Top of INPUT RECORDS

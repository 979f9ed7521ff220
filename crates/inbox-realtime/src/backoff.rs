//! Reconnect backoff for the realtime channel.

use rand::Rng;
use std::time::Duration;

/// Exponential backoff with jitter.
///
/// The delay before retry `attempt` (0-based) is
/// `min(base * 2^attempt, max) * U(0.5, 1.0)`.
#[derive(Debug, Clone, Copy, PartialEq, Eq)]
pub struct BackoffPolicy {
    base: Duration,
    max: Duration,
}

impl BackoffPolicy {
    pub const fn new(base: Duration, max: Duration) -> Self {
        Self { base, max }
    }

    /// Upper bound for `attempt`, before jitter.
    pub fn ceiling(&self, attempt: u32) -> Duration {
        let factor = 2u32.saturating_pow(attempt);
        self.base.saturating_mul(factor).min(self.max)
    }

    /// Jittered delay for `attempt`.
    pub fn delay(&self, attempt: u32) -> Duration {
        let jitter = rand::thread_rng().gen_range(0.5..=1.0);
        self.ceiling(attempt).mul_f64(jitter)
    }
}

impl Default for BackoffPolicy {
    fn default() -> Self {
        Self::new(Duration::from_secs(1), Duration::from_secs(30))
    }
}
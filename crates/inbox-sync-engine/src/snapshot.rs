//! Observable inbox state.

use inbox_realtime::SubscriptionState;
use inbox_types::Notification;

/// Everything a UI needs to render the inbox, published on every change.
#[derive(Debug, Clone, PartialEq)]
pub struct InboxSnapshot {
    /// Cached rows, newest first, across all loaded pages.
    pub notifications: Vec<Notification>,
    /// Unread counter; 0 until the first summary arrives.
    pub unread_count: u32,
    pub has_more: bool,
    /// A list or summary fetch is in flight.
    pub is_loading: bool,
    /// The initial load completed successfully.
    pub is_ready: bool,
    /// Last fetch error, cleared by the next successful fetch.
    pub error: Option<String>,
    pub stream_state: SubscriptionState,
    /// Bumped by every cache write.
    pub revision: u64,
}

impl Default for InboxSnapshot {
    fn default() -> Self {
        Self {
            notifications: Vec::new(),
            unread_count: 0,
            has_more: false,
            is_loading: false,
            is_ready: false,
            error: None,
            stream_state: SubscriptionState::Unsubscribed,
            revision: 0,
        }
    }
}
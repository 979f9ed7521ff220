//! # Observability
//!
//! Centralized logging bootstrap for the inbox sync workspace.
//!
//! Crates are **log producers**: they use standard `tracing` macros and never
//! decide where logs go. Binaries call `observability::init_with_config()`
//! once at startup.
//!
//! ## Modes
//!
//! - `Compact`: human-readable lines on stderr.
//! - `DevJsonl`: structured JSONL appended to `~/.inbox-sync/logs/dev.jsonl`
//!   (optionally mirrored to stderr), so `tail -f ... | jq` works across
//!   processes.
//!
//! ```rust,ignore
//! observability::init_with_config(observability::LogConfig {
//!     service_name: "inbox-sync".into(),
//!     default_level: "debug".into(),
//!     mode: observability::ObservabilityMode::DevJsonl,
//!     ..Default::default()
//! });
//! ```

mod dev;
mod json_layer;

use std::path::PathBuf;

/// Where log lines are written.
#[derive(Debug, Clone, Copy, PartialEq, Eq, Default)]
pub enum ObservabilityMode {
    /// Compact stderr output.
    #[default]
    Compact,
    /// Central JSONL file output.
    DevJsonl,
}

/// Configuration for the logging system.
#[derive(Debug, Clone)]
pub struct LogConfig {
    /// Name of the service, included in every JSONL line.
    pub service_name: String,

    /// Default log level filter (e.g., "debug", "info", "warn").
    /// Can be overridden by `RUST_LOG` environment variable.
    pub default_level: String,

    /// Optional custom log file path for `DevJsonl`.
    /// Defaults to `~/.inbox-sync/logs/dev.jsonl`.
    pub log_path: Option<PathBuf>,

    /// Also emit logs to stderr in `DevJsonl` mode.
    pub also_stderr: bool,

    /// Output mode.
    pub mode: ObservabilityMode,
}

impl Default for LogConfig {
    fn default() -> Self {
        Self {
            service_name: "unknown".into(),
            default_level: "info".into(),
            log_path: None,
            also_stderr: false,
            mode: ObservabilityMode::Compact,
        }
    }
}

/// Initialize with default settings for the given service.
pub fn init(service_name: &str) {
    init_with_config(LogConfig {
        service_name: service_name.into(),
        ..Default::default()
    });
}

/// Initialize the global subscriber.
///
/// Calling this more than once is harmless: later calls are ignored.
pub fn init_with_config(config: LogConfig) {
    match config.mode {
        ObservabilityMode::DevJsonl => dev::init_dev_subscriber(&config),
        ObservabilityMode::Compact => {
            use tracing_subscriber::util::SubscriberInitExt;
            let _ = tracing_subscriber::fmt()
                .with_env_filter(env_filter(&config.default_level))
                .with_target(true)
                .with_writer(std::io::stderr)
                .compact()
                .finish()
                .try_init();
        }
    }
}

fn env_filter(default_level: &str) -> tracing_subscriber::EnvFilter {
    tracing_subscriber::EnvFilter::try_from_default_env()
        .unwrap_or_else(|_| tracing_subscriber::EnvFilter::new(default_level))
}

/// Re-export tracing macros for convenience.
pub use tracing::{debug, error, info, instrument, trace, warn};

/// Re-export Level for advanced filtering.
pub use tracing::Level;
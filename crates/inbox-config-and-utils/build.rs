fn main() {
    // Tell cargo to recompile when these compile-time env vars change.
    // Without this, option_env!() values get cached and won't update.
    println!("cargo:rerun-if-env-changed=SUPABASE_URL");
    println!("cargo:rerun-if-env-changed=SUPABASE_PUBLISHABLE_KEY");
}
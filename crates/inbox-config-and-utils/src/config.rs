//! Configuration management.

use crate::{CoreError, CoreResult, Paths};
use serde::{Deserialize, Serialize};
use std::path::Path;
use std::time::Duration;
use url::Url;

/// Default Supabase URL (can be overridden at compile time via SUPABASE_URL env var).
pub const DEFAULT_SUPABASE_URL: &str = match option_env!("SUPABASE_URL") {
    Some(url) => url,
    None => "https://random.supabase.co",
};

/// Default Supabase publishable key (can be overridden at compile time via SUPABASE_PUBLISHABLE_KEY env var).
pub const DEFAULT_SUPABASE_PUBLISHABLE_KEY: &str = match option_env!("SUPABASE_PUBLISHABLE_KEY") {
    Some(key) => key,
    None => "random-key",
};

/// Default log level.
pub const DEFAULT_LOG_LEVEL: &str = "info";

/// Main configuration.
#[derive(Debug, Clone, Serialize, Deserialize)]
pub struct Config {
    /// Log level (trace, debug, info, warn, error).
    pub log_level: String,
    /// Supabase project URL.
    #[serde(default = "default_supabase_url")]
    pub supabase_url: String,
    /// Supabase publishable API key (public, safe to expose).
    #[serde(default = "default_supabase_publishable_key")]
    pub supabase_publishable_key: String,
    /// Sync engine tuning.
    #[serde(default)]
    pub sync: SyncConfig,
}

/// Tuning knobs for the sync engine.
///
/// All durations are stored as integers so the JSON file stays hand-editable.
#[derive(Debug, Clone, PartialEq, Eq, Serialize, Deserialize)]
#[serde(default)]
pub struct SyncConfig {
    /// Notifications fetched per page.
    pub page_size: u32,
    /// Delay between a refresh resolving and the unread counter unfreezing.
    pub freeze_grace_ms: u64,
    /// Maximum dedup entries kept before a bulk eviction.
    pub dedup_capacity: usize,
    /// How long a handled event id is remembered.
    pub dedup_retention_secs: u64,
    /// HTTP request timeout for data API calls.
    pub request_timeout_secs: u64,
    /// Upper bound on one realtime subscribe attempt.
    pub subscribe_timeout_secs: u64,
    /// First resubscribe delay.
    pub backoff_base_ms: u64,
    /// Resubscribe delay cap.
    pub backoff_max_ms: u64,
    /// Realtime heartbeat interval.
    pub heartbeat_interval_secs: u64,
}

impl Default for SyncConfig {
    fn default() -> Self {
        Self {
            page_size: 20,
            freeze_grace_ms: 100,
            dedup_capacity: 1000,
            dedup_retention_secs: 300,
            request_timeout_secs: 30,
            subscribe_timeout_secs: 10,
            backoff_base_ms: 1000,
            backoff_max_ms: 30_000,
            heartbeat_interval_secs: 30,
        }
    }
}

impl SyncConfig {
    pub fn freeze_grace(&self) -> Duration {
        Duration::from_millis(self.freeze_grace_ms)
    }

    pub fn dedup_retention(&self) -> Duration {
        Duration::from_secs(self.dedup_retention_secs)
    }

    pub fn request_timeout(&self) -> Duration {
        Duration::from_secs(self.request_timeout_secs)
    }

    pub fn subscribe_timeout(&self) -> Duration {
        Duration::from_secs(self.subscribe_timeout_secs)
    }

    pub fn backoff_base(&self) -> Duration {
        Duration::from_millis(self.backoff_base_ms)
    }

    pub fn backoff_max(&self) -> Duration {
        Duration::from_millis(self.backoff_max_ms)
    }

    pub fn heartbeat_interval(&self) -> Duration {
        Duration::from_secs(self.heartbeat_interval_secs)
    }
}

fn default_supabase_url() -> String {
    DEFAULT_SUPABASE_URL.to_string()
}

fn default_supabase_publishable_key() -> String {
    DEFAULT_SUPABASE_PUBLISHABLE_KEY.to_string()
}

impl Default for Config {
    fn default() -> Self {
        Self {
            log_level: DEFAULT_LOG_LEVEL.to_string(),
            supabase_url: DEFAULT_SUPABASE_URL.to_string(),
            supabase_publishable_key: DEFAULT_SUPABASE_PUBLISHABLE_KEY.to_string(),
            sync: SyncConfig::default(),
        }
    }
}

impl Config {
    /// Create a new Config with default values, then override from environment.
    pub fn new() -> Self {
        let mut config = Self::default();
        config.load_from_env();
        config
    }

    /// Load configuration from the config file, falling back to defaults.
    pub fn load(paths: &Paths) -> CoreResult<Self> {
        let config_path = paths.config_file();

        let mut config = if config_path.exists() {
            Self::load_from_file(&config_path)?
        } else {
            Self::default()
        };

        config.load_from_env();
        config.validate()?;

        Ok(config)
    }

    /// Load configuration from a specific file.
    pub fn load_from_file(path: &Path) -> CoreResult<Self> {
        let content = std::fs::read_to_string(path)?;
        let config: Config = serde_json::from_str(&content)?;
        Ok(config)
    }

    /// Save configuration to a file.
    pub fn save(&self, paths: &Paths) -> CoreResult<()> {
        paths.ensure_dirs()?;
        let content = serde_json::to_string_pretty(self)?;
        std::fs::write(paths.config_file(), content)?;
        Ok(())
    }

    /// Override configuration from environment variables.
    fn load_from_env(&mut self) {
        if let Ok(log_level) = std::env::var("INBOX_LOG_LEVEL") {
            self.log_level = log_level;
        }
        if let Ok(url) = std::env::var("INBOX_SUPABASE_URL") {
            self.supabase_url = url;
        }
        if let Ok(key) = std::env::var("INBOX_SUPABASE_PUBLISHABLE_KEY") {
            self.supabase_publishable_key = key;
        }
    }

    /// Reject values the engine cannot run with.
    pub fn validate(&self) -> CoreResult<()> {
        self.supabase_url()?;
        if self.sync.page_size == 0 {
            return Err(CoreError::Config("sync.page_size must be at least 1".to_string()));
        }
        if self.sync.dedup_capacity == 0 {
            return Err(CoreError::Config(
                "sync.dedup_capacity must be at least 1".to_string(),
            ));
        }
        if self.sync.backoff_base_ms > self.sync.backoff_max_ms {
            return Err(CoreError::Config(
                "sync.backoff_base_ms must not exceed sync.backoff_max_ms".to_string(),
            ));
        }
        Ok(())
    }

    /// Get the Supabase URL as a parsed URL.
    pub fn supabase_url(&self) -> CoreResult<Url> {
        Url::parse(&self.supabase_url).map_err(CoreError::from)
    }
}
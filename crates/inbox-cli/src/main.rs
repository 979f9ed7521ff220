//! inbox-sync - watch and manage a realtime notification inbox from the terminal.

mod output;

use anyhow::Context;
use clap::{Parser, Subcommand};
use inbox_config_and_utils::{init_logging_for_service, Config, Paths};
use inbox_data_api::{AuthContext, SupabaseNotificationsApi};
use inbox_realtime::{ChannelRegistry, SupabaseRealtimeTransport};
use inbox_sync_engine::{realtime_options, AlwaysOnline, NotificationInbox};
use output::OutputFormat;
use std::path::PathBuf;
use std::sync::Arc;
use tracing::{debug, info};

/// inbox-sync - Keep a notification inbox in sync with Supabase.
#[derive(Parser)]
#[command(name = "inbox-sync")]
#[command(about = "Realtime notification inbox client")]
#[command(version)]
struct Cli {
    #[command(subcommand)]
    command: Commands,

    /// Supabase access token of the signed-in user
    #[arg(long, env = "INBOX_ACCESS_TOKEN", hide_env_values = true, global = true)]
    access_token: Option<String>,

    /// Owner of the inbox
    #[arg(long, env = "INBOX_USER_ID", global = true)]
    user_id: Option<String>,

    /// Directory holding config.json and logs (defaults to ~/.inbox-sync)
    #[arg(long, global = true)]
    base_dir: Option<PathBuf>,

    /// Output format (text or json)
    #[arg(short, long, default_value = "text", global = true)]
    format: OutputFormat,

    /// Log level (trace, debug, info, warn, error)
    #[arg(long, default_value = "warn", global = true)]
    log_level: String,
}

#[derive(Subcommand)]
enum Commands {
    /// Print the inbox
    List {
        /// Extra pages to load after the first one
        #[arg(short, long, default_value = "0")]
        pages: usize,
    },
    /// Print the inbox on every change until interrupted
    Watch,
    /// Mark one notification as read
    Read {
        /// Notification ID
        id: String,
    },
    /// Mark every notification as read
    ReadAll,
    /// Delete a notification
    Delete {
        /// Notification ID
        id: String,
    },
}

#[tokio::main]
async fn main() {
    let cli = Cli::parse();
    init_logging_for_service("inbox-cli", &cli.log_level);

    if let Err(e) = run(&cli).await {
        output::print_error(&format!("{:#}", e), &cli.format);
        std::process::exit(1);
    }
}

async fn run(cli: &Cli) -> anyhow::Result<()> {
    let paths = match &cli.base_dir {
        Some(dir) => Paths::with_base_dir(dir.clone()),
        None => Paths::new()?,
    };
    let config = Config::load(&paths).context("failed to load config")?;
    debug!(config_file = %paths.config_file().display(), "Config loaded");

    let user_id = cli
        .user_id
        .clone()
        .context("no user id (pass --user-id or set INBOX_USER_ID)")?;
    let access_token = cli
        .access_token
        .clone()
        .context("no access token (pass --access-token or set INBOX_ACCESS_TOKEN)")?;

    let api = Arc::new(SupabaseNotificationsApi::new(
        &config.supabase_url,
        &config.supabase_publishable_key,
        config.sync.request_timeout(),
    )?);
    api.set_context(AuthContext {
        access_token: access_token.clone(),
        user_id: user_id.clone(),
    })
    .await;

    let transport = Arc::new(SupabaseRealtimeTransport::new(
        &config.supabase_url()?,
        &config.supabase_publishable_key,
        config.sync.heartbeat_interval(),
    )?);
    let registry = Arc::new(ChannelRegistry::new(
        transport,
        realtime_options(&config.sync),
    ));
    let inbox = NotificationInbox::new(
        config.sync.clone(),
        api.clone(),
        registry,
        Arc::new(AlwaysOnline),
    );

    inbox.login(&user_id, &access_token).await?;
    info!(user_id = %user_id, "Inbox session started");

    let result = execute(&cli.command, &inbox, &cli.format).await;

    inbox.logout().await;
    api.clear_context().await;
    result
}

async fn execute(
    command: &Commands,
    inbox: &NotificationInbox,
    format: &OutputFormat,
) -> anyhow::Result<()> {
    match command {
        Commands::List { pages } => {
            for _ in 0..*pages {
                if inbox.load_more().await? == 0 {
                    break;
                }
            }
            output::print_snapshot(&inbox.snapshot(), format);
        }
        Commands::Watch => watch(inbox, format).await?,
        Commands::Read { id } => {
            inbox.mark_as_read(id).await?;
            output::print_success(&format!("Marked {} as read", id), format);
        }
        Commands::ReadAll => {
            inbox.mark_all_as_read().await?;
            output::print_success("Marked all notifications as read", format);
        }
        Commands::Delete { id } => {
            inbox.delete_notification(id).await?;
            output::print_success(&format!("Deleted {}", id), format);
        }
    }
    Ok(())
}

/// Print each published snapshot until Ctrl-C.
async fn watch(inbox: &NotificationInbox, format: &OutputFormat) -> anyhow::Result<()> {
    let mut snapshots = inbox.subscribe();
    let mut last_revision = None;

    loop {
        {
            let snapshot = snapshots.borrow_and_update().clone();
            // Loading flags toggle without a cache change; skip those.
            if last_revision != Some(snapshot.revision) && !snapshot.is_loading {
                last_revision = Some(snapshot.revision);
                output::print_snapshot(&snapshot, format);
            }
        }

        tokio::select! {
            _ = tokio::signal::ctrl_c() => {
                info!("Interrupted, closing inbox");
                return Ok(());
            }
            changed = snapshots.changed() => {
                changed.context("inbox closed")?;
            }
        }
    }
}
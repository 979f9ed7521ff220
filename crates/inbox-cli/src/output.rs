//! Output formatting for the CLI.

use clap::ValueEnum;
use inbox_sync_engine::InboxSnapshot;
use inbox_types::Notification;
use serde::Serialize;

/// Output format.
#[derive(Debug, Clone, Copy, Default, ValueEnum)]
pub enum OutputFormat {
    #[default]
    Text,
    Json,
}

#[derive(Serialize)]
struct SnapshotView<'a> {
    unread_count: u32,
    has_more: bool,
    is_loading: bool,
    stream_state: &'a str,
    #[serde(skip_serializing_if = "Option::is_none")]
    error: Option<&'a str>,
    notifications: &'a [Notification],
}

/// Print the inbox in the specified format.
pub fn print_snapshot(snapshot: &InboxSnapshot, format: &OutputFormat) {
    match format {
        OutputFormat::Text => {
            print_heading(&format!(
                "Inbox ({} unread, stream {})",
                snapshot.unread_count, snapshot.stream_state
            ));
            if let Some(error) = &snapshot.error {
                print_row("error", error);
            }
            for notification in &snapshot.notifications {
                print_notification(notification);
            }
            if snapshot.has_more {
                println!("  ...");
            }
        }
        OutputFormat::Json => {
            let view = SnapshotView {
                unread_count: snapshot.unread_count,
                has_more: snapshot.has_more,
                is_loading: snapshot.is_loading,
                stream_state: snapshot.stream_state.as_str(),
                error: snapshot.error.as_deref(),
                notifications: &snapshot.notifications,
            };
            // One object per line so `watch` output can be piped.
            if let Ok(json) = serde_json::to_string(&view) {
                println!("{}", json);
            }
        }
    }
}

fn print_notification(notification: &Notification) {
    let marker = if notification.is_read { ' ' } else { '*' };
    let batch = match notification.effective_batch_count() {
        1 => String::new(),
        n => format!(" (x{})", n),
    };
    println!(
        "{} {}  {}{}  {}",
        marker,
        notification.created_at.format("%Y-%m-%d %H:%M"),
        notification.title,
        batch,
        notification.id
    );
}

/// Print a success message.
pub fn print_success(message: &str, format: &OutputFormat) {
    match format {
        OutputFormat::Text => println!("{}", message),
        OutputFormat::Json => {
            println!("{}", serde_json::json!({ "status": "success", "message": message }));
        }
    }
}

/// Print an error message.
pub fn print_error(message: &str, format: &OutputFormat) {
    match format {
        OutputFormat::Text => eprintln!("Error: {}", message),
        OutputFormat::Json => {
            eprintln!("{}", serde_json::json!({ "status": "error", "message": message }));
        }
    }
}

fn print_row(label: &str, value: &str) {
    println!("  {:<16} {}", format!("{}:", label), value);
}

fn print_heading(text: &str) {
    println!("\n{}", text);
    println!("{}", "-".repeat(50));
}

Bottom of INPUT RECORDS

• [WHAT TO WORK ON]:
Copy out each line of the entries that holds "environment".

• [EXERCISE OUTPUT]:
    /// Can be overridden by `RUST_LOG` environment variable.
    /// Create a new Config with default values, then override from environment.
    /// Override configuration from environment variables.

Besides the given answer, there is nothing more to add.